-- Your goal --
Where does the word "single" show up in the records? Copy every line that holds it.

-- Data excerpts --
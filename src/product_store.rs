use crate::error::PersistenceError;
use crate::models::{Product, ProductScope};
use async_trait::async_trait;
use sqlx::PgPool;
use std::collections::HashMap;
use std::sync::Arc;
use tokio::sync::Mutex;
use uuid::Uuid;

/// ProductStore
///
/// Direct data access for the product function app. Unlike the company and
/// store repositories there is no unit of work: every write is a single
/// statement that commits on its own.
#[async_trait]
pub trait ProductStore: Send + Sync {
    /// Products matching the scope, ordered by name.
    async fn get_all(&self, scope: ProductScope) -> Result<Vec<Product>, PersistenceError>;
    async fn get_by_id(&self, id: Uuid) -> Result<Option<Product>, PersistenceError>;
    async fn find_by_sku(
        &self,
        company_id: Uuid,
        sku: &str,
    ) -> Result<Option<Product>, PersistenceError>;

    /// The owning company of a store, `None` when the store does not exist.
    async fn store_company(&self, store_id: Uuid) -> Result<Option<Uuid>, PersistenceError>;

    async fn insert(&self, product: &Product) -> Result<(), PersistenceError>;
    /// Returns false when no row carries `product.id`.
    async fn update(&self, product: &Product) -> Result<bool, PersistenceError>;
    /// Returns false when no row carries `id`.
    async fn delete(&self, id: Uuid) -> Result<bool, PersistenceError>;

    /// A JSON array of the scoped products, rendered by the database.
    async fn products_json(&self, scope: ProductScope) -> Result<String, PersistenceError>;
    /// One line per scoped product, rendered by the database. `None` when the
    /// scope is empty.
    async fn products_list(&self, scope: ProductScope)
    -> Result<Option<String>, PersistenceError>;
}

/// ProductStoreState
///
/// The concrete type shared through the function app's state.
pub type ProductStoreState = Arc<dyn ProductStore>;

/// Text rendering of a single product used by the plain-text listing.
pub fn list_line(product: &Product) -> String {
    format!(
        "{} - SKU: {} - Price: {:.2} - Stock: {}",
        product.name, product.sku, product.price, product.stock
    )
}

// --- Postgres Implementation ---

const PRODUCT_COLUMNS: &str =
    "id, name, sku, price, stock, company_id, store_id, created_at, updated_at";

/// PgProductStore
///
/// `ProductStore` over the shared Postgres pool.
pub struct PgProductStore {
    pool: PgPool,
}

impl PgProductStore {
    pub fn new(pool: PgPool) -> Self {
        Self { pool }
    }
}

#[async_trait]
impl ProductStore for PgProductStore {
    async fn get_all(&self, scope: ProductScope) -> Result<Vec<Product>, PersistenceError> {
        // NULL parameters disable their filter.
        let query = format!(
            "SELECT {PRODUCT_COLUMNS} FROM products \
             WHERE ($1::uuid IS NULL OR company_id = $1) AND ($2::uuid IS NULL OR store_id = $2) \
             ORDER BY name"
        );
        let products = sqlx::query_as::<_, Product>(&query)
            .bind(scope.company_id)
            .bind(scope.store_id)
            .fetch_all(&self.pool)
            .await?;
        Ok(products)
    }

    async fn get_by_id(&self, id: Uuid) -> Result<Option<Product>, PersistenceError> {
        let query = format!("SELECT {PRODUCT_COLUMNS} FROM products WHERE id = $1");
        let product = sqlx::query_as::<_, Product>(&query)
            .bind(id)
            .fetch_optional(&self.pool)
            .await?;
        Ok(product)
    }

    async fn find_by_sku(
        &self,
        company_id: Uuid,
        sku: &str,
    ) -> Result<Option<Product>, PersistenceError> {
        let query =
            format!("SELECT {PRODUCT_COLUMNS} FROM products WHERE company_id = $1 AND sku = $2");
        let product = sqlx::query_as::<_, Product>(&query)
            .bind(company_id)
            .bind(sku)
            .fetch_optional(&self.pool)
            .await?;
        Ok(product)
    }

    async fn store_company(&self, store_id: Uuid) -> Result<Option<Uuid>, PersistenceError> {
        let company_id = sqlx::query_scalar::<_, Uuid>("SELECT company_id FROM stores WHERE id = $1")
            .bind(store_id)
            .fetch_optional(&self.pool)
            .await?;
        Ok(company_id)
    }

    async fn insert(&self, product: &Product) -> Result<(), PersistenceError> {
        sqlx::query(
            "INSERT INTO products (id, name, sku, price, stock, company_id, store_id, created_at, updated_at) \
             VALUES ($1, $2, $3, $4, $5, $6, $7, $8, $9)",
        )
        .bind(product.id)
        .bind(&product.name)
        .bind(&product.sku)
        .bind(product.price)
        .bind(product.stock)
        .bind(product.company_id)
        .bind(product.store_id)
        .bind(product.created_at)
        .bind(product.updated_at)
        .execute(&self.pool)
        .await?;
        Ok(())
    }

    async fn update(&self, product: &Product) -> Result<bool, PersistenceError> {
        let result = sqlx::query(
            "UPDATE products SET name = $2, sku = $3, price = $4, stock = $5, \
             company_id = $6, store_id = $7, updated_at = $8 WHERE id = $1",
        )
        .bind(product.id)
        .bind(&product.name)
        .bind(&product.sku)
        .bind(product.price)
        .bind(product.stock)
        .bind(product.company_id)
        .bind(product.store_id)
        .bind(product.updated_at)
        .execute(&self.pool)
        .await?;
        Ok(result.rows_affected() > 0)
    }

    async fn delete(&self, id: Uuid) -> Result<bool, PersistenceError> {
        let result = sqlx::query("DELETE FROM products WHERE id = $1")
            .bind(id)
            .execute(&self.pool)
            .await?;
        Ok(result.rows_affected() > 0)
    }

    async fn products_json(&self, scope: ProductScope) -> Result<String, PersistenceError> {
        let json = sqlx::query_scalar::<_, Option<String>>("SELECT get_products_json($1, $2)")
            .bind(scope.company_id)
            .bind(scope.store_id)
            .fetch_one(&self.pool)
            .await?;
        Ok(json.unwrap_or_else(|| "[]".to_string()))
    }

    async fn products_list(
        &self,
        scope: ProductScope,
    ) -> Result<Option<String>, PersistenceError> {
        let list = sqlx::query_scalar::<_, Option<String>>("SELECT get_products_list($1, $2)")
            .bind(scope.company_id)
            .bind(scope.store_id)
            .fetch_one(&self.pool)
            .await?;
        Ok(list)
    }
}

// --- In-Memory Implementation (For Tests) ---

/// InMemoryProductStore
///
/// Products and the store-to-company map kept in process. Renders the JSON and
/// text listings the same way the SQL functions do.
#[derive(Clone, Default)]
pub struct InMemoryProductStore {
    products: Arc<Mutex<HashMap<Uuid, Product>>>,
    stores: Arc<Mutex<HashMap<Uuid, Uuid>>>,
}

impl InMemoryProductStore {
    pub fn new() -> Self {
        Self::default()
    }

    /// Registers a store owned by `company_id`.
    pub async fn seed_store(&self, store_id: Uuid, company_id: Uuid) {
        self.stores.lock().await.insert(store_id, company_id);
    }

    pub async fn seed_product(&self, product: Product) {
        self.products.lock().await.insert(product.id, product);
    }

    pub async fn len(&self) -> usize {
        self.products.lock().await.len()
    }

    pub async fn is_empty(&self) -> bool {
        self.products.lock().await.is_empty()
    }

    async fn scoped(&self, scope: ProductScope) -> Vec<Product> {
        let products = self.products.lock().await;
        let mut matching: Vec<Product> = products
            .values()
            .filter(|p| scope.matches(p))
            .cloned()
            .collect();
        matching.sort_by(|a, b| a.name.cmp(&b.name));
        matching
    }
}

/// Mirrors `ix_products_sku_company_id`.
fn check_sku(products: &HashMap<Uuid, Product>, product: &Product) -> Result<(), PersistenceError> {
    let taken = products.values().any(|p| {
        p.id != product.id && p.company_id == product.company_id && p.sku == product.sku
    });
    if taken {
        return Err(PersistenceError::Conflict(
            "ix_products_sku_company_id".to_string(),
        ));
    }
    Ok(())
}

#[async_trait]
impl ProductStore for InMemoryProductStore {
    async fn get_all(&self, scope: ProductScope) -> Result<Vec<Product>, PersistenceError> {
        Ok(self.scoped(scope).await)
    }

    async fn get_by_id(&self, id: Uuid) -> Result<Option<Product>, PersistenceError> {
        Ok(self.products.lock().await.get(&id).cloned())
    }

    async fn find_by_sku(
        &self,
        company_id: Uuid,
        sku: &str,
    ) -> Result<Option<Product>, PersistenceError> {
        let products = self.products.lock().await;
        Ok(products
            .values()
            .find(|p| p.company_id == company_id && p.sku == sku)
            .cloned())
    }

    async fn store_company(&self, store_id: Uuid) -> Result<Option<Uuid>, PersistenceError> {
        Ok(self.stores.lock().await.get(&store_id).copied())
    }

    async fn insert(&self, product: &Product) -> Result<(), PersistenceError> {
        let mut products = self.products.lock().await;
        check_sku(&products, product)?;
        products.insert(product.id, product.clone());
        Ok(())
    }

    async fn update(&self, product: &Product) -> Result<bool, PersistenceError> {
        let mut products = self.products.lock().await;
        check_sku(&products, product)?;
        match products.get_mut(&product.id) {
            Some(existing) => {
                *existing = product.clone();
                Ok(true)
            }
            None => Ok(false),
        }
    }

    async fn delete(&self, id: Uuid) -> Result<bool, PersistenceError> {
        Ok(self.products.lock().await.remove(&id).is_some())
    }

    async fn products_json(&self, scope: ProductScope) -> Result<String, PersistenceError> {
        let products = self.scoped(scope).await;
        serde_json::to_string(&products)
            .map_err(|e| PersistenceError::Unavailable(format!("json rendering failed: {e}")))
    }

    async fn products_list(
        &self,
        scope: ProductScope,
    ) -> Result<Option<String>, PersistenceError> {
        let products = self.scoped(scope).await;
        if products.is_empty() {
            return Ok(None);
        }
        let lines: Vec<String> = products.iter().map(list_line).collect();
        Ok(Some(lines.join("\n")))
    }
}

-- Exercise answer --
/// store repositories there is no unit of work: every write is a single
/// Text rendering of a single product used by the plain-text listing.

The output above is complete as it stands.